- _What to produce_
Each line of the listing below that includes "expiry" should be reported.

- _Data for review_
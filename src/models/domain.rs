use chrono::{DateTime, Utc};
use serde::{Deserialize, Serialize};
use uuid::Uuid;

/// Lifecycle status of an expansion project
#[derive(Debug, Clone, Copy, PartialEq, Eq, Serialize, Deserialize)]
#[serde(rename_all = "lowercase")]
pub enum ProjectStatus {
    Active,
    Paused,
    Completed,
}

impl ProjectStatus {
    pub fn as_str(&self) -> &'static str {
        match self {
            ProjectStatus::Active => "active",
            ProjectStatus::Paused => "paused",
            ProjectStatus::Completed => "completed",
        }
    }

    pub fn parse(value: &str) -> Option<Self> {
        match value {
            "active" => Some(ProjectStatus::Active),
            "paused" => Some(ProjectStatus::Paused),
            "completed" => Some(ProjectStatus::Completed),
            _ => None,
        }
    }
}

/// An expansion project as the matching engine sees it: country and
/// required services resolved to identifiers, plus the owning client's
/// notification email.
#[derive(Debug, Clone, Serialize, Deserialize)]
pub struct Project {
    pub id: Uuid,
    #[serde(rename = "clientId")]
    pub client_id: Option<Uuid>,
    #[serde(rename = "countryId")]
    pub country_id: Option<Uuid>,
    #[serde(rename = "serviceIds", default)]
    pub service_ids: Vec<Uuid>,
    pub budget: f64,
    pub status: ProjectStatus,
    #[serde(rename = "clientEmail", default)]
    pub client_email: Option<String>,
    #[serde(rename = "createdAt")]
    pub created_at: DateTime<Utc>,
    #[serde(rename = "updatedAt")]
    pub updated_at: DateTime<Utc>,
}

/// Vendor status. Only the SLA expiry scanner flips this.
#[derive(Debug, Clone, Copy, PartialEq, Eq, Serialize, Deserialize)]
#[serde(rename_all = "snake_case")]
pub enum VendorStatus {
    Active,
    SlaExpired,
}

impl VendorStatus {
    pub fn as_str(&self) -> &'static str {
        match self {
            VendorStatus::Active => "active",
            VendorStatus::SlaExpired => "sla_expired",
        }
    }
}

/// A candidate row from the vendor pool query: an active vendor covering
/// the project's country with at least one overlapping service.
#[derive(Debug, Clone)]
pub struct VendorCandidate {
    pub vendor_id: Uuid,
    pub vendor_name: String,
    pub rating: f64,
    pub response_sla_hours: i32,
    pub services_overlap: i64,
}

/// A persisted project/vendor match with its score snapshot.
///
/// `is_accepted` is client state and is never written by the engine's
/// recompute path.
#[derive(Debug, Clone, Serialize, Deserialize)]
pub struct VendorMatch {
    pub id: Uuid,
    #[serde(rename = "projectId")]
    pub project_id: Uuid,
    #[serde(rename = "vendorId")]
    pub vendor_id: Uuid,
    pub score: f64,
    #[serde(rename = "servicesOverlap")]
    pub services_overlap: i32,
    #[serde(rename = "vendorRating")]
    pub vendor_rating: f64,
    #[serde(rename = "slaWeight")]
    pub sla_weight: f64,
    #[serde(rename = "isAccepted")]
    pub is_accepted: bool,
    #[serde(rename = "createdAt")]
    pub created_at: DateTime<Utc>,
    #[serde(rename = "updatedAt")]
    pub updated_at: DateTime<Utc>,
}

/// New score data for one candidate, produced by the reconciler before it
/// touches the store.
#[derive(Debug, Clone)]
pub struct ScoredCandidate {
    pub vendor_id: Uuid,
    pub vendor_name: String,
    pub score: f64,
    pub services_overlap: i32,
    pub vendor_rating: f64,
    pub sla_weight: f64,
}

/// A vendor whose SLA window has lapsed, as returned by the expiry scan.
#[derive(Debug, Clone)]
pub struct LapsedVendor {
    pub id: Uuid,
    pub name: String,
}

/// One row of the window-ranked top-vendors-per-country query, rank <= 3.
#[derive(Debug, Clone)]
pub struct RankedVendor {
    pub country_code: String,
    pub vendor_id: Uuid,
    pub vendor_name: String,
    pub avg_score: f64,
}

/// Vendor identity as exposed in the analytics report.
#[derive(Debug, Clone, PartialEq, Eq, Serialize, Deserialize)]
pub struct VendorSummary {
    pub id: Uuid,
    pub name: String,
}

/// Per-country analytics record: top vendors from the relational store,
/// document volume from the document store. Transient, rebuilt per request.
#[derive(Debug, Clone, Serialize, Deserialize)]
pub struct CountryAnalytics {
    #[serde(rename = "countryCode")]
    pub country_code: String,
    #[serde(rename = "topVendors")]
    pub top_vendors: Vec<VendorSummary>,
    #[serde(rename = "documentCount")]
    pub document_count: u64,
}

/// Scoring weights
#[derive(Debug, Clone, Copy)]
pub struct ScoringWeights {
    pub overlap: f64,
    pub rating: f64,
    pub sla: f64,
}

impl Default for ScoringWeights {
    fn default() -> Self {
        Self {
            overlap: 0.6,
            rating: 0.3,
            sla: 0.1,
        }
    }
}

/// Outcome of one sweep tick over all active projects.
#[derive(Debug, Clone, Copy, Default, Serialize, Deserialize)]
pub struct SweepReport {
    pub processed: usize,
    pub failed: usize,
    /// True when the tick found a previous sweep still in flight and did
    /// nothing.
    pub skipped: bool,
}

/// Outcome of one SLA expiry scan.
#[derive(Debug, Clone, Copy, Default, Serialize, Deserialize)]
pub struct SlaScanReport {
    pub expired: usize,
    pub failed: usize,
}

- _Answer section_
/// Vendor status. Only the SLA expiry scanner flips this.
/// A vendor whose SLA window has lapsed, as returned by the expiry scan.
/// Outcome of one SLA expiry scan.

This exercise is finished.